**Problem description**
Show all lines from the material that carry the word "index".

**Data supplied**
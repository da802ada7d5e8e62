use crate::error::{DataError, Result};

// ---------------------------------------------------------------------------
// DataMatrix – rectangular integer array, one column per selected title
// ---------------------------------------------------------------------------

/// Row-major `(rows, columns)` array of cell values. Immutable once loaded.
#[derive(Debug, Clone, PartialEq, Eq)]
pub struct DataMatrix {
    rows: usize,
    columns: usize,
    values: Vec<i64>,
}

impl DataMatrix {
    /// Build from row-major `values`. `values.len()` must be a multiple of `columns`.
    pub(crate) fn from_row_major(columns: usize, values: Vec<i64>) -> Self {
        debug_assert!(columns > 0 && values.len() % columns == 0);
        DataMatrix {
            rows: values.len() / columns,
            columns,
            values,
        }
    }

    /// `(rows, columns)`.
    pub fn shape(&self) -> (usize, usize) {
        (self.rows, self.columns)
    }

    pub fn rows(&self) -> usize {
        self.rows
    }

    pub fn columns(&self) -> usize {
        self.columns
    }

    pub fn is_single_column(&self) -> bool {
        self.columns == 1
    }

    pub fn get(&self, row: usize, column: usize) -> Option<i64> {
        if column >= self.columns {
            return None;
        }
        self.values.get(row * self.columns + column).copied()
    }

    pub fn row(&self, row: usize) -> Option<&[i64]> {
        let start = row.checked_mul(self.columns)?;
        self.values.get(start..start + self.columns)
    }

    fn column_values(&self, column: usize) -> Vec<i64> {
        self.values
            .iter()
            .skip(column)
            .step_by(self.columns)
            .copied()
            .collect()
    }
}

/// Resolve a possibly negative position against `len` (`-1` is the last item).
pub fn resolve_position(position: isize, len: usize) -> Option<usize> {
    let len = isize::try_from(len).ok()?;
    let index = if position < 0 { len + position } else { position };
    (0..len).contains(&index).then_some(index as usize)
}

// ---------------------------------------------------------------------------
// Column accessor
// ---------------------------------------------------------------------------

/// Project one selected column out of `matrix` as a 1-D signal.
///
/// A single-column matrix is already flat: it is returned whatever `position`
/// says. Otherwise `position` may count from the end (`-1` = last column).
pub fn extract_column(matrix: &DataMatrix, position: isize) -> Result<Vec<i64>> {
    if matrix.is_single_column() {
        return Ok(matrix.values.clone());
    }
    let column =
        resolve_position(position, matrix.columns).ok_or(DataError::ColumnOutOfRange {
            position,
            columns: matrix.columns,
        })?;
    Ok(matrix.column_values(column))
}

**Response to this task**
    let index = if position < 0 { len + position } else { position };
    (0..len).contains(&index).then_some(index as usize)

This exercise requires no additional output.